Журнал «Парус» №68, 2018 г. — страница 23 из 36

Наборы фигур на сегодня предлагаются разные, поэтому критики из отдельно взятых сообществ напоминают шахматистов, гуляющих каждый со своей коробкой шахмат, в которой лежит свой набор фигур. Нет пересечений, нет общего поля – взаимодействие становится невозможным. Игра в шахматы переходит в игру с шахматами.

Вторая проблема – проблема плоскости современной литературы. В данном случае, это понятие многомерное. Плоскость – не только поле дислокации художественных текстов, но и отсутствие глубины, предполагающее обыденную эксплуатацию словесной поверхности, без образа, без символа, без подтекста. Плоскость – это отсутствие тайны. Так, литература, согласно М.П. Лобанову, «гибнет, когда нет никаких загадок, ничего сокрытого, есть только то, что лежит на поверхности, что целиком исчерпывается видимым и наглядным. Литература гибнет, если она погружена в этот внешне застывший материал, в пестроту сиюминутного, не соединяется с высшими потребностями человеческого духа. Это не литература, а гроб эмпирический».

Не случайно в критике применительно к фигурам классиков закрепилось понятие тайны – «тайна Пушкина», «тайна Гоголя», «тайна Достоевского». Все они несли в себе и унесли с собой (по слову Достоевского) «некую великую тайну. И вот мы теперь … эту тайну разгадываем».

А плоскость равна умножению на ноль. Это ничто, которое «ничтожит». Рождение плоскости может произойти на этапе создания произведения, когда автор, отражая суровые будни или праздники, или даже острые вопросы века, не вкладывает в произведение никакого смыслового объёма, не создаёт незримых нитей, соединяющих героев на незримом плане, не вырабатывает точек ухода мысли за горизонт чувственного восприятия, создаёт физику без метафизики.

Но бывает и так, когда произведение обращается в плоскость на уровне небрежного, нечуткого читателя. Так, например, современники называли М.А. Булгакова «макулатурным», и если их спрашивали: «Что за книгу вы читаете?», отвечали: «Да, чепуха какая-то, всё кошки говорящие бегают». Иными словами, выход за пределы плоскости, появление многомерности, глубины и объёма – процесс геометрически двусторонний.

Ещё одна насущная проблема – сближение и постепенный переход литературы в геометрию. Это знаменует смерть (или «умирание», как выразился В.В. Вейдле) искусства. Литература, соответственно, и в первую очередь литературоведение, критика, превращаются в науки, поддающиеся контрольно-измерительным приборам (угольнику, циркулю – хотя, это уже немного иная геометрия). Литература начинает подразумевать воспроизводимость результатов, что напрямую противоречит её внутренней сути – попробуйте повторить гениальный шедевр, написав второго «Пророка», ещё хотя бы один «Парус», поверить геометрией (алгеброй) гармонию «Шинели». Профессионализм, функциональность, ремесло, технология противостоят и заменяют озарение, Боговдохновенный характер творчества.

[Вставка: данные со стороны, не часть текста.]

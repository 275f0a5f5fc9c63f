//! Import specifier resolution.
//!
//! Maps an import source string to the file it names so an import only
//! counts as a reference when it really points at the declaring file.

use std::path::{Path, PathBuf};

use crate::paths::{normalize_lexically, same_file};

/// Root-relative alias prefixes.
pub const ALIAS_PREFIXES: &[&str] = &["~~/", "@@/", "~/", "@/"];

/// Extensions tried, in order, for an extension-less specifier.
pub const RESOLVE_EXTENSIONS: &[&str] = &["ts", "js", "mjs", "tsx", "jsx", "vue"];

/// Virtual module exposing every auto-import.
pub const AUTO_IMPORTS_MODULE: &str = "#imports";

/// What an import source refers to.
#[derive(Debug, Clone, PartialEq, Eq)]
pub enum ImportTarget {
    /// A project path (not yet checked against the file system)
    Path(PathBuf),
    /// The framework's auto-import module
    AutoImports,
    /// A package or unsupported alias
    External,
}

/// Classify `source` as imported from `from_file`.
pub fn import_target(from_file: &Path, source: &str, root: &Path) -> ImportTarget {
    if source == AUTO_IMPORTS_MODULE {
        return ImportTarget::AutoImports;
    }
    if source.starts_with("./") || source.starts_with("../") {
        let base = from_file.parent().unwrap_or(root);
        return ImportTarget::Path(normalize_lexically(&base.join(source)));
    }
    for prefix in ALIAS_PREFIXES {
        if let Some(rest) = source.strip_prefix(prefix) {
            return ImportTarget::Path(normalize_lexically(&root.join(rest)));
        }
    }
    if matches!(source, "~" | "@" | "~~" | "@@") {
        return ImportTarget::Path(root.to_path_buf());
    }
    ImportTarget::External
}

/// Files a specifier path could name: the path itself, the path with each
/// known extension, then `index` files inside it.
pub fn resolution_candidates(base: &Path) -> Vec<PathBuf> {
    let mut candidates = vec![base.to_path_buf()];
    let file_name = base
        .file_name()
        .map(|n| n.to_string_lossy().into_owned())
        .unwrap_or_default();
    for ext in RESOLVE_EXTENSIONS {
        candidates.push(base.with_file_name(format!("{}.{}", file_name, ext)));
    }
    for ext in RESOLVE_EXTENSIONS {
        candidates.push(base.join(format!("index.{}", ext)));
    }
    candidates
}

/// Resolve `source` to an existing file, checking with `exists`.
pub fn resolve_with<F>(from_file: &Path, source: &str, root: &Path, exists: F) -> Option<PathBuf>
where
    F: Fn(&Path) -> bool,
{
    match import_target(from_file, source, root) {
        ImportTarget::Path(base) => resolution_candidates(&base)
            .into_iter()
            .find(|candidate| exists(candidate)),
        ImportTarget::AutoImports | ImportTarget::External => None,
    }
}

/// Resolve `source` against the file system.
pub fn resolve_import(from_file: &Path, source: &str, root: &Path) -> Option<PathBuf> {
    resolve_with(from_file, source, root, |p| p.is_file())
}

/// Whether importing `source` from `from_file` reaches `target`.
///
/// `#imports` reaches any auto-imported declaring file. A specifier whose
/// file cannot be found on disk is matched lexically against `target`.
pub fn import_reaches(
    from_file: &Path,
    source: &str,
    root: &Path,
    target: &Path,
    target_auto_imported: bool,
) -> bool {
    match import_target(from_file, source, root) {
        ImportTarget::AutoImports => target_auto_imported,
        ImportTarget::External => false,
        ImportTarget::Path(base) => match resolve_import(from_file, source, root) {
            Some(resolved) => same_file(&resolved, target),
            None => resolution_candidates(&base)
                .iter()
                .any(|candidate| same_file(candidate, target)),
        },
    }
}
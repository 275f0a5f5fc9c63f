//! Directory ignore rules and candidate-file filtering.
//!
//! This is the one definition of what the directory index and every resolver
//! skip. Precedence:
//! 1. Hard internal ignores (dependency, build cache, output, VCS dirs)
//! 2. Directories belonging to other logical kinds (per search)
//! 3. Gitignore-style rules (.gitignore, .ignore)
//! 4. Include globs (if any provided)

use globset::{Glob, GlobSet, GlobSetBuilder};
use ignore::gitignore::{Gitignore, GitignoreBuilder};
use serde::{Deserialize, Serialize};
use std::fmt;
use std::path::{Component, Path, PathBuf};

use crate::error::{LensError, Result};
use crate::kind::DocumentKind;

/// Dependency, build-cache, output and VCS directories (always ignored).
pub const INTERNAL_IGNORE_DIRS: &[&str] = &[
    "node_modules",
    ".nuxt",
    ".output",
    ".data",
    "dist",
    ".git",
    ".cache",
    ".vercel",
    ".netlify",
    "coverage",
];

/// Directories owned by other logical kinds; never treated as nested
/// instances of the kind being searched.
pub const OTHER_KIND_DIRS: &[&str] = &[
    "utils", "lib", "stores", "store", "public", "config", "assets", "server",
];

/// Non-code directories excluded from every reference search.
const NON_CODE_DIRS: &[&str] = &["public", "assets"];

/// Reason why a path was skipped.
#[derive(Debug, Clone, Copy, Serialize, Deserialize, PartialEq, Eq, Hash)]
pub enum SkipReason {
    /// Path is not a regular file
    NotAFile,
    /// Dependency/build/output directory
    IgnoredInternal,
    /// Directory owned by another logical kind
    OtherKindDir,
    /// Matched by gitignore-style rules
    IgnoredByGitignore,
    /// Not matched by any include glob
    ExcludedByGlob,
}

impl fmt::Display for SkipReason {
    fn fmt(&self, f: &mut fmt::Formatter<'_>) -> fmt::Result {
        let text = match self {
            SkipReason::NotAFile => "not a regular file",
            SkipReason::IgnoredInternal => "internal ignore rule",
            SkipReason::OtherKindDir => "other-kind directory",
            SkipReason::IgnoredByGitignore => "matched by gitignore",
            SkipReason::ExcludedByGlob => "excluded by pattern",
        };
        f.write_str(text)
    }
}

/// Directory-segment ignore set.
///
/// `internal` segments are always skipped. `other_kinds` segments are
/// skipped unless they are the basename currently being searched for.
#[derive(Debug, Clone)]
pub struct IgnoreSet {
    internal: Vec<String>,
    other_kinds: Vec<String>,
}

impl Default for IgnoreSet {
    fn default() -> Self {
        Self::new(&[])
    }
}

impl IgnoreSet {
    /// Build the ignore set, appending `extra` directory names to the
    /// internal list.
    pub fn new(extra: &[String]) -> Self {
        let mut internal: Vec<String> = INTERNAL_IGNORE_DIRS.iter().map(|s| s.to_string()).collect();
        internal.extend(extra.iter().cloned());
        Self {
            internal,
            other_kinds: OTHER_KIND_DIRS.iter().map(|s| s.to_string()).collect(),
        }
    }

    /// Ignore set used when searching for directories named `target`.
    ///
    /// The target basename (and its aliases, e.g. `store`/`stores`) is
    /// removed from the other-kind list so it can still be found.
    pub fn for_dir_search(&self, target: &str) -> Self {
        let aliases: Vec<&str> = DocumentKind::ALL
            .iter()
            .map(|k| k.dir_names())
            .find(|names| names.contains(&target))
            .map(|names| names.to_vec())
            .unwrap_or_else(|| vec![target]);
        Self {
            internal: self.internal.clone(),
            other_kinds: self
                .other_kinds
                .iter()
                .filter(|d| !aliases.contains(&d.as_str()))
                .cloned()
                .collect(),
        }
    }

    /// Ignore set for candidate-file searches of `kind`'s references.
    ///
    /// Component usages live only in UI files, so every other-kind directory
    /// is skipped; script-level kinds may be used from stores, utils and
    /// server code, so only non-code directories are.
    pub fn for_reference_search(&self, kind: DocumentKind) -> Self {
        let other_kinds = match kind {
            DocumentKind::Component | DocumentKind::Layout => self.other_kinds.clone(),
            _ => NON_CODE_DIRS.iter().map(|s| s.to_string()).collect(),
        };
        Self {
            internal: self.internal.clone(),
            other_kinds,
        }
    }

    /// Ignore set for file-change events: only dependency/output and
    /// non-code directories are dropped.
    pub fn for_watching(&self) -> Self {
        Self {
            internal: self.internal.clone(),
            other_kinds: NON_CODE_DIRS.iter().map(|s| s.to_string()).collect(),
        }
    }

    /// Skip reason for a single directory name, if any.
    pub fn segment_reason(&self, name: &str) -> Option<SkipReason> {
        if self.internal.iter().any(|d| d == name) {
            Some(SkipReason::IgnoredInternal)
        } else if self.other_kinds.iter().any(|d| d == name) {
            Some(SkipReason::OtherKindDir)
        } else {
            None
        }
    }

    /// Skip reason for a path relative to the walk root, checking every
    /// directory segment.
    pub fn path_reason(&self, rel: &Path) -> Option<SkipReason> {
        rel.components().find_map(|c| match c {
            Component::Normal(name) => self.segment_reason(&name.to_string_lossy()),
            _ => None,
        })
    }
}

/// Candidate-file filter for one reference search.
pub struct FileFilter {
    root: PathBuf,
    ignore: IgnoreSet,
    gitignore: Option<Gitignore>,
    include: Option<GlobSet>,
}

impl FileFilter {
    /// Create a filter rooted at `root`.
    ///
    /// # Arguments
    /// * `root` - Project root; include globs are matched against paths relative to it
    /// * `include_patterns` - Globs a file must match (empty = every file)
    /// * `ignore` - Directory ignore set
    /// * `gitignore_aware` - Honour `.gitignore` / `.ignore` at the root
    pub fn new(
        root: &Path,
        include_patterns: &[&str],
        ignore: IgnoreSet,
        gitignore_aware: bool,
    ) -> Result<Self> {
        let gitignore = if gitignore_aware {
            Self::load_gitignore(root)?
        } else {
            None
        };

        let include = if include_patterns.is_empty() {
            None
        } else {
            Some(Self::compile_globs(include_patterns)?)
        };

        Ok(Self {
            root: root.to_path_buf(),
            ignore,
            gitignore,
            include,
        })
    }

    pub fn root(&self) -> &Path {
        &self.root
    }

    /// Load gitignore-style rules from .gitignore and .ignore files.
    fn load_gitignore(root: &Path) -> Result<Option<Gitignore>> {
        let mut builder = GitignoreBuilder::new(root);
        let mut any = false;

        for name in [".gitignore", ".ignore"] {
            let path = root.join(name);
            if path.is_file() {
                // A malformed ignore file should not stop the search.
                if let Some(err) = builder.add(&path) {
                    log::warn!("Failed to load {}: {}", path.display(), err);
                } else {
                    any = true;
                }
            }
        }

        if !any {
            return Ok(None);
        }
        Ok(Some(builder.build()?))
    }

    fn compile_globs(patterns: &[&str]) -> Result<GlobSet> {
        let mut builder = GlobSetBuilder::new();
        for pattern in patterns {
            let glob = Glob::new(pattern).map_err(|source| LensError::InvalidGlob {
                pattern: pattern.to_string(),
                source,
            })?;
            builder.add(glob);
        }
        builder.build().map_err(|source| LensError::InvalidGlob {
            pattern: patterns.join(","),
            source,
        })
    }

    fn relative<'a>(&self, path: &'a Path) -> &'a Path {
        path.strip_prefix(&self.root).unwrap_or(path)
    }

    /// Whether a directory should be descended into during a walk.
    pub fn should_descend(&self, dir: &Path) -> bool {
        let rel = self.relative(dir);
        if rel.as_os_str().is_empty() {
            return true;
        }
        if self.ignore.path_reason(rel).is_some() {
            return false;
        }
        match &self.gitignore {
            Some(gi) if !rel.has_root() => !gi.matched(rel, true).is_ignore(),
            _ => true,
        }
    }

    /// Check if a file should be skipped, returning the reason if so.
    pub fn should_skip(&self, path: &Path) -> Option<SkipReason> {
        if !path.is_file() {
            return Some(SkipReason::NotAFile);
        }
        self.excluded(path, false)
    }

    /// Skip reason for `path` without touching the file system, so it also
    /// works for paths that were just deleted.
    pub fn excluded(&self, path: &Path, is_dir: bool) -> Option<SkipReason> {
        let rel = self.relative(path);
        let dirs = if is_dir { Some(rel) } else { rel.parent() };
        if let Some(dirs) = dirs {
            if let Some(reason) = self.ignore.path_reason(dirs) {
                return Some(reason);
            }
        }

        if let Some(gi) = self.gitignore.as_ref().filter(|_| !rel.has_root()) {
            if gi.matched_path_or_any_parents(rel, is_dir).is_ignore() {
                return Some(SkipReason::IgnoredByGitignore);
            }
        }

        if let Some(include) = &self.include {
            if !is_dir && !include.is_match(rel) {
                return Some(SkipReason::ExcludedByGlob);
            }
        }

        None
    }
}

#[cfg(test)]
mod tests {
    use super::*;
    use std::fs;
    use tempfile::TempDir;

    #[test]
    fn test_internal_dirs_always_ignored() {
        let set = IgnoreSet::default();
        assert_eq!(set.segment_reason("node_modules"), Some(SkipReason::IgnoredInternal));
        assert_eq!(set.segment_reason(".nuxt"), Some(SkipReason::IgnoredInternal));
        assert_eq!(set.segment_reason("components"), None);
    }

    #[test]
    fn test_dir_search_keeps_target_and_aliases() {
        let set = IgnoreSet::default();
        assert_eq!(set.segment_reason("stores"), Some(SkipReason::OtherKindDir));

        let for_stores = set.for_dir_search("stores");
        assert_eq!(for_stores.segment_reason("stores"), None);
        assert_eq!(for_stores.segment_reason("store"), None);
        assert_eq!(for_stores.segment_reason("utils"), Some(SkipReason::OtherKindDir));

        let for_components = set.for_dir_search("components");
        assert_eq!(for_components.segment_reason("store"), Some(SkipReason::OtherKindDir));
    }

    #[test]
    fn test_reference_search_scope() {
        let set = IgnoreSet::default();
        let component = set.for_reference_search(DocumentKind::Component);
        assert_eq!(component.segment_reason("server"), Some(SkipReason::OtherKindDir));

        let store = set.for_reference_search(DocumentKind::Store);
        assert_eq!(store.segment_reason("utils"), None);
        assert_eq!(store.segment_reason("public"), Some(SkipReason::OtherKindDir));
        assert_eq!(store.segment_reason("node_modules"), Some(SkipReason::IgnoredInternal));
    }

    #[test]
    fn test_excluded_works_for_missing_paths() {
        let temp_dir = TempDir::new().unwrap();
        let root = temp_dir.path();
        let filter = FileFilter::new(root, &[], IgnoreSet::default().for_watching(), false).unwrap();
        assert_eq!(filter.excluded(&root.join("utils/gone.ts"), false), None);
        assert_eq!(
            filter.excluded(&root.join(".nuxt/gen.ts"), false),
            Some(SkipReason::IgnoredInternal)
        );
        assert_eq!(
            filter.excluded(&root.join("node_modules"), true),
            Some(SkipReason::IgnoredInternal)
        );
    }

    #[test]
    fn test_extra_ignored_dirs() {
        let set = IgnoreSet::new(&["generated".to_string()]);
        assert_eq!(set.segment_reason("generated"), Some(SkipReason::IgnoredInternal));
    }

    #[test]
    fn test_path_reason_checks_every_segment() {
        let set = IgnoreSet::default();
        assert_eq!(
            set.path_reason(Path::new("src/store/components")),
            Some(SkipReason::OtherKindDir)
        );
        assert_eq!(set.path_reason(Path::new("layers/base/components")), None);
    }

    #[test]
    fn test_should_skip_and_include() {
        let temp_dir = TempDir::new().unwrap();
        let root = temp_dir.path();
        fs::create_dir_all(root.join("pages")).unwrap();
        fs::create_dir_all(root.join("node_modules/pkg")).unwrap();
        fs::write(root.join("pages/index.vue"), "<template />").unwrap();
        fs::write(root.join("pages/helper.ts"), "").unwrap();
        fs::write(root.join("node_modules/pkg/a.vue"), "").unwrap();

        let filter = FileFilter::new(root, &["**/*.vue"], IgnoreSet::default(), false).unwrap();
        assert_eq!(filter.should_skip(&root.join("pages/index.vue")), None);
        assert_eq!(
            filter.should_skip(&root.join("pages/helper.ts")),
            Some(SkipReason::ExcludedByGlob)
        );
        assert_eq!(
            filter.should_skip(&root.join("node_modules/pkg/a.vue")),
            Some(SkipReason::IgnoredInternal)
        );
        assert_eq!(filter.should_skip(&root.join("pages")), Some(SkipReason::NotAFile));
    }

    #[test]
    fn test_gitignore_filtering() {
        let temp_dir = TempDir::new().unwrap();
        let root = temp_dir.path();
        fs::write(root.join(".gitignore"), "generated/\nscratch.ts\n").unwrap();
        fs::create_dir_all(root.join("generated")).unwrap();
        fs::write(root.join("generated/a.ts"), "").unwrap();
        fs::write(root.join("scratch.ts"), "").unwrap();
        fs::write(root.join("kept.ts"), "").unwrap();

        let filter = FileFilter::new(root, &[], IgnoreSet::default(), true).unwrap();
        assert!(!filter.should_descend(&root.join("generated")));
        assert_eq!(
            filter.should_skip(&root.join("scratch.ts")),
            Some(SkipReason::IgnoredByGitignore)
        );
        assert_eq!(filter.should_skip(&root.join("kept.ts")), None);
    }

    #[test]
    fn test_invalid_glob_is_error() {
        let temp_dir = TempDir::new().unwrap();
        let result = FileFilter::new(temp_dir.path(), &["a/[b"], IgnoreSet::default(), false);
        assert!(matches!(result, Err(LensError::InvalidGlob { .. })));
    }
}
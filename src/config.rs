//! Runtime configuration.
//!
//! Every field has a default, so a project without `.nuxtlens.json` behaves
//! exactly like one with an empty `{}` file.

use serde::{Deserialize, Serialize};
use std::path::Path;
use std::time::Duration;

use crate::error::{LensError, Result};

/// Name of the optional per-project configuration file.
pub const CONFIG_FILE_NAME: &str = ".nuxtlens.json";

/// Which config-bearing ancestor wins when none is corroborated by a
/// manifest, VCS or workspace marker.
#[derive(Debug, Clone, Copy, PartialEq, Eq, Default, Serialize, Deserialize)]
#[serde(rename_all = "snake_case")]
pub enum RootPolicy {
    /// Topmost ancestor holding a framework config file.
    #[default]
    Outermost,
    /// Nearest ancestor holding a framework config file.
    Innermost,
}

/// How a file-change event clears cached reference results.
#[derive(Debug, Clone, Copy, PartialEq, Eq, Default, Serialize, Deserialize)]
#[serde(rename_all = "snake_case")]
pub enum InvalidationPolicy {
    /// Clear only the per-kind caches whose candidate files match the change.
    #[default]
    ByKind,
    /// Clear every reference cache on any relevant change.
    ClearAll,
}

/// nuxt-lens configuration
#[derive(Debug, Clone, PartialEq, Eq, Serialize, Deserialize)]
#[serde(default)]
pub struct LensConfig {
    /// Reference cache TTL in seconds
    pub reference_ttl_secs: u64,
    /// Directory index TTL in seconds
    pub directory_ttl_secs: u64,
    /// Symbol catalog TTL in seconds
    pub catalog_ttl_secs: u64,
    /// Files read concurrently per batch
    pub batch_size: usize,
    /// Native seed results below this count trigger a text search
    pub seed_threshold: usize,
    pub root_policy: RootPolicy,
    pub invalidation: InvalidationPolicy,
    /// Extra directory names never descended into
    pub extra_ignored_dirs: Vec<String>,
    /// Watcher debounce delay in milliseconds
    pub debounce_ms: u64,
    /// Honour .gitignore / .ignore when enumerating candidate files
    pub gitignore_aware: bool,
}

impl Default for LensConfig {
    fn default() -> Self {
        Self {
            reference_ttl_secs: 300,
            directory_ttl_secs: 1800,
            catalog_ttl_secs: 60,
            batch_size: 50,
            seed_threshold: 5,
            root_policy: RootPolicy::default(),
            invalidation: InvalidationPolicy::default(),
            extra_ignored_dirs: Vec::new(),
            debounce_ms: 300,
            gitignore_aware: true,
        }
    }
}

impl LensConfig {
    /// Load `<root>/.nuxtlens.json`, falling back to defaults when absent.
    pub fn load(root: &Path) -> Result<Self> {
        let path = root.join(CONFIG_FILE_NAME);
        let raw = match std::fs::read_to_string(&path) {
            Ok(raw) => raw,
            Err(e) if e.kind() == std::io::ErrorKind::NotFound => return Ok(Self::default()),
            Err(source) => return Err(LensError::Io { path, source }),
        };
        serde_json::from_str(&raw).map_err(|source| LensError::Config { path, source })
    }

    pub fn reference_ttl(&self) -> Duration {
        Duration::from_secs(self.reference_ttl_secs)
    }

    pub fn directory_ttl(&self) -> Duration {
        Duration::from_secs(self.directory_ttl_secs)
    }

    pub fn catalog_ttl(&self) -> Duration {
        Duration::from_secs(self.catalog_ttl_secs)
    }

    /// Batch size clamped to at least one file.
    pub fn effective_batch_size(&self) -> usize {
        self.batch_size.max(1)
    }
}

Такие же качества требуются и от критика, читателя, постигающих художественное произведение и переживающих творческий диалог, со-творение смысла.

Последнее, на чём мы остановимся, обратившись к этимологии, это связь с почвой, с землёй. Такая связь наличествует и в литературе, когда подразумевается укоренение автора в свою почву и создание художественного отображения своей земли. Английский философ Эрнест Геллнер считал, что национальное государство формируют два фактора: численность населения и чёткий историко-литературный образ. Так, Шотландию, по его мнению, создали Скотт и Бёрнс. Пример из русской действительности приводит А.А. Ахматова, заметившая в одной из статей, что «золотой век» приравнивается к Пушкинской эпохе, которая измеряется исключительно тем, какой след оставил Пушкин, был ли он тут или нет, как воспринимал и что отмечал – остальное малоинтересно. Иными словами, связь с почвой делает литературу подлинным свидетелем времени, истории, настоящим «отпечатком нации», образа и способа жизни на земле.

Именно из этой кровной связи – почвы и внутреннего естества писателя – в литературе появляются «смертельная серьёзность», пророческий смысл, чувство любви и сопричастности миру. В.Ф. Ходасевич как-то заметил, что «в тот миг, когда Серафим рассёк мечом грудь поэта (не крылом коснулся, не по голове погладил – И.К.), поэзия русская навсегда перестала быть всего лишь художественным творчеством. Она сделалась духовным подвигом, единым делом всей жизни…».

Подытоживая, скажем, что именно такая мера применительно к литературе будет математически точной и позволит литературе остаться собственно литературой – без всяких посторонних примесей.

Человек на земле

Вацлав МИХАЛЬСКИЙ. Гитара


Рассказ


– Что тебе подарить? – спросила я маму накануне ее восемьдесят шестого дня рождения.

– Да ладно, – с усмешкой отмахнулась от меня мама.

– Нет, ма, я так не могу. Подумай.

– Гитару, – тихо сказала мама.

И я подарила ей гитару, хотя и не понимала зачем.

Моя мама не очень хорошо слышит, не очень хорошо видит, но, как оказалось, неплохо играет на гитаре.

– Ма, а откуда ты умеешь на гитаре? – удивилась я. – И почему всю жизнь не играла?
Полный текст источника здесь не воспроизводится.